[SOLVED] pthread_mutex_lock returning EDEADLK for a mutex of type PTHREAD_MUTEX_RECURSIVE

nikhil_no_1 · 05-28-2010, 04:04 AM

Hi,

I am getting following assertion in my application:

pthread_mutex_lock.c:275: __pthread_mutex_lock: Assertion `(e) != 35 || (kind != PTHREAD_MUTEX_ERRORCHECK_NP && kind != PTHREAD_MUTEX_RECURSIVE_NP)' failed.

Now, all my mutexes are of type PTHREAD_MUTEX_RECURSIVE and as per all the man pages/tutorials, EDEADLK error is to be returned for mutex of type PTHREAD_MUTEX_ERRORCHECK ONLY.
So I really should not be hitting this assertion.

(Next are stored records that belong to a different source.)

//! # pharma-invoice -- Document Generator
//!
//! Renders the documents the workflows pin to the content store before a
//! ledger write:
//!
//! - **Tax invoice** (`pdf.rs`): a single-page PDF with a title bar, the
//!   generation date and time, then one `key: value` line per field in the
//!   caller's order.
//! - **Metadata** (`layout.rs`): the same ordered fields as a JSON object.
//! - **QR payload** (`qr.rs`): a record snapshot as JSON, drawn as an SVG
//!   QR code for display.
//!
//! ## Determinism
//!
//! The clock is read once per [`DocumentRenderer::render`] call and that
//! instant is reused for every timestamp in the document. With a
//! [`pharma_core::FixedClock`] the output is byte-identical across calls.

pub mod error;
pub mod layout;
pub mod pdf;
pub mod qr;

pub use error::InvoiceError;
pub use layout::{record_fields, DocumentRenderer, Fields, InvoiceRenderer, LayoutKind};
pub use qr::{qr_payload, render_qr_svg};
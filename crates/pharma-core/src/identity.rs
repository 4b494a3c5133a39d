//! # Identity Newtypes
//!
//! Newtype wrappers for every identifier that crosses the ledger or content
//! store boundary. These prevent accidental identifier confusion: a
//! `ContentId` returned by the store cannot be passed where a `MedicineId`
//! is expected.
//!
//! All validated newtypes deserialize through their constructor
//! (`serde(try_from = "String")`), so a malformed value in a config file or
//! a ledger response is rejected at the edge rather than carried inward.

use std::fmt;
use std::str::FromStr;

use serde::{Deserialize, Serialize};

use crate::error::CoreError;

/// An externally owned account on the ledger.
///
/// Accepts `0x` followed by 1 to 40 hex digits. Short forms are left-padded
/// when ABI-encoded; the canonical text form is lowercase.
#[derive(Debug, Clone, PartialEq, Eq, Hash, PartialOrd, Ord, Serialize, Deserialize)]
#[serde(try_from = "String", into = "String")]
pub struct AccountAddress(String);

impl AccountAddress {
    /// The all-zero address. Never a valid contract binding target.
    pub const ZERO_HEX: &'static str = "0x0000000000000000000000000000000000000000";

    /// Parse and normalize an account address.
    pub fn parse(s: &str) -> Result<Self, CoreError> {
        let trimmed = s.trim();
        let digits = trimmed
            .strip_prefix("0x")
            .or_else(|| trimmed.strip_prefix("0X"))
            .ok_or_else(|| CoreError::InvalidAddress(s.to_string()))?;
        if digits.is_empty() || digits.len() > 40 || !digits.chars().all(|c| c.is_ascii_hexdigit()) {
            return Err(CoreError::InvalidAddress(s.to_string()));
        }
        Ok(Self(format!("0x{}", digits.to_ascii_lowercase())))
    }

    /// A full-width address from its 20 bytes.
    pub fn from_bytes(bytes: &[u8; 20]) -> Self {
        let digits: String = bytes.iter().map(|b| format!("{b:02x}")).collect();
        Self(format!("0x{digits}"))
    }

    /// The address as `0x`-prefixed lowercase hex.
    pub fn as_str(&self) -> &str {
        &self.0
    }

    /// The hex digits without the `0x` prefix.
    pub fn hex_digits(&self) -> &str {
        &self.0[2..]
    }

    /// Whether every digit is zero.
    pub fn is_zero(&self) -> bool {
        self.hex_digits().chars().all(|c| c == '0')
    }
}

/// Network identifier reported by the wallet (`net_version`).
///
/// Contract deployment tables are keyed by this value.
#[derive(Debug, Clone, Copy, PartialEq, Eq, Hash, PartialOrd, Ord, Serialize, Deserialize)]
pub struct ChainId(pub u64);

impl ChainId {
    /// Parse from a decimal string (`"5777"`) or a hex quantity (`"0x1691"`).
    pub fn parse(s: &str) -> Result<Self, CoreError> {
        let trimmed = s.trim();
        let parsed = match trimmed.strip_prefix("0x") {
            Some(hex) => u64::from_str_radix(hex, 16),
            None => trimmed.parse::<u64>(),
        };
        parsed
            .map(Self)
            .map_err(|_| CoreError::InvalidChainId(s.to_string()))
    }
}

/// Ledger identifier of a medicine record.
///
/// The ledger counts records from 1 as `uint256`; this type keeps the
/// decimal text and never does arithmetic on it.
#[derive(Debug, Clone, PartialEq, Eq, Hash, PartialOrd, Ord, Serialize, Deserialize)]
#[serde(try_from = "String", into = "String")]
pub struct MedicineId(String);

impl MedicineId {
    /// Parse a decimal record identifier, stripping redundant leading zeros.
    pub fn parse(s: &str) -> Result<Self, CoreError> {
        let trimmed = s.trim();
        if trimmed.is_empty() || !trimmed.chars().all(|c| c.is_ascii_digit()) {
            return Err(CoreError::InvalidMedicineId(s.to_string()));
        }
        let stripped = trimmed.trim_start_matches('0');
        Ok(Self(if stripped.is_empty() { "0".to_string() } else { stripped.to_string() }))
    }

    /// Build from a small integer (catalogue iteration).
    pub fn from_u64(n: u64) -> Self {
        Self(n.to_string())
    }

    /// Decimal text of the identifier.
    pub fn as_str(&self) -> &str {
        &self.0
    }
}

/// Opaque handle returned by the content-addressed store.
///
/// Treated as immutable and never parsed; the only check is non-emptiness.
#[derive(Debug, Clone, PartialEq, Eq, Hash, Serialize, Deserialize)]
#[serde(try_from = "String", into = "String")]
pub struct ContentId(String);

impl ContentId {
    /// Wrap a store-issued identifier.
    pub fn new(s: impl Into<String>) -> Result<Self, CoreError> {
        let s = s.into();
        let trimmed = s.trim();
        if trimmed.is_empty() {
            return Err(CoreError::EmptyContentId);
        }
        Ok(Self(trimmed.to_string()))
    }

    /// The identifier text.
    pub fn as_str(&self) -> &str {
        &self.0
    }
}

/// Hash of a submitted ledger transaction.
#[derive(Debug, Clone, PartialEq, Eq, Hash, Serialize, Deserialize)]
#[serde(try_from = "String", into = "String")]
pub struct TxHash(String);

impl TxHash {
    /// Parse a `0x`-prefixed hex transaction hash.
    pub fn parse(s: &str) -> Result<Self, CoreError> {
        let trimmed = s.trim();
        match trimmed.strip_prefix("0x") {
            Some(hex) if !hex.is_empty() && hex.chars().all(|c| c.is_ascii_hexdigit()) => {
                Ok(Self(format!("0x{}", hex.to_ascii_lowercase())))
            }
            _ => Err(CoreError::InvalidTxHash(s.to_string())),
        }
    }

    /// The hash as `0x`-prefixed lowercase hex.
    pub fn as_str(&self) -> &str {
        &self.0
    }
}

macro_rules! string_newtype_conversions {
    ($ty:ident, $ctor:path) => {
        impl TryFrom<String> for $ty {
            type Error = CoreError;
            fn try_from(s: String) -> Result<Self, Self::Error> {
                $ctor(&s)
            }
        }

        impl From<$ty> for String {
            fn from(v: $ty) -> String {
                v.0
            }
        }

        impl FromStr for $ty {
            type Err = CoreError;
            fn from_str(s: &str) -> Result<Self, Self::Err> {
                $ctor(s)
            }
        }

        impl fmt::Display for $ty {
            fn fmt(&self, f: &mut fmt::Formatter<'_>) -> fmt::Result {
                f.write_str(&self.0)
            }
        }
    };
}

fn content_id_from_str(s: &str) -> Result<ContentId, CoreError> {
    ContentId::new(s)
}

string_newtype_conversions!(AccountAddress, AccountAddress::parse);
string_newtype_conversions!(MedicineId, MedicineId::parse);
string_newtype_conversions!(ContentId, content_id_from_str);
string_newtype_conversions!(TxHash, TxHash::parse);

impl fmt::Display for ChainId {
    fn fmt(&self, f: &mut fmt::Formatter<'_>) -> fmt::Result {
        write!(f, "{}", self.0)
    }
}

impl FromStr for ChainId {
    type Err = CoreError;
    fn from_str(s: &str) -> Result<Self, Self::Err> {
        Self::parse(s)
    }
}


#[cfg(test)]
mod proptests {
    use super::*;
    use proptest::prelude::*;

    proptest! {
        #[test]
        fn medicine_id_matches_integer_text(n in any::<u64>()) {
            let id = MedicineId::parse(&n.to_string()).unwrap();
            prop_assert_eq!(id, MedicineId::from_u64(n));
        }

        #[test]
        fn address_parse_is_idempotent(digits in "[0-9a-fA-F]{1,40}") {
            let once = AccountAddress::parse(&format!("0x{digits}")).unwrap();
            let twice = AccountAddress::parse(once.as_str()).unwrap();
            prop_assert_eq!(once, twice);
        }
    }
}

Would some kinda weird memory corruption be causing this? Or is there something more to it that I am not aware of.

I am using linux kernel 2.6.2, glibc 2.5 on PPC.

Thanks in advance.
Nikhil

JohnGraham · 05-28-2010, 05:36 AM

Quote:

Originally Posted by nikhil_no_1

Now, all my mutexes are of type PTHREAD_MUTEX_RECURSIVE and as per all the man pages/tutorials, EDEADLK error is to be returned for mutex of type PTHREAD_MUTEX_ERRORCHECK ONLY.
So I really should not be hitting this assertion.

How does that follow? The API tells you it won't return EDEADLK, it doesn't say anything about not hitting that assertion - the function isn't returning EDEADLK (indeed, it's not returning anything).

Quote:

Originally Posted by nikhil_no_1

Would some kinda weird memory corruption be causing this? Or is there something more to it that I am not aware of.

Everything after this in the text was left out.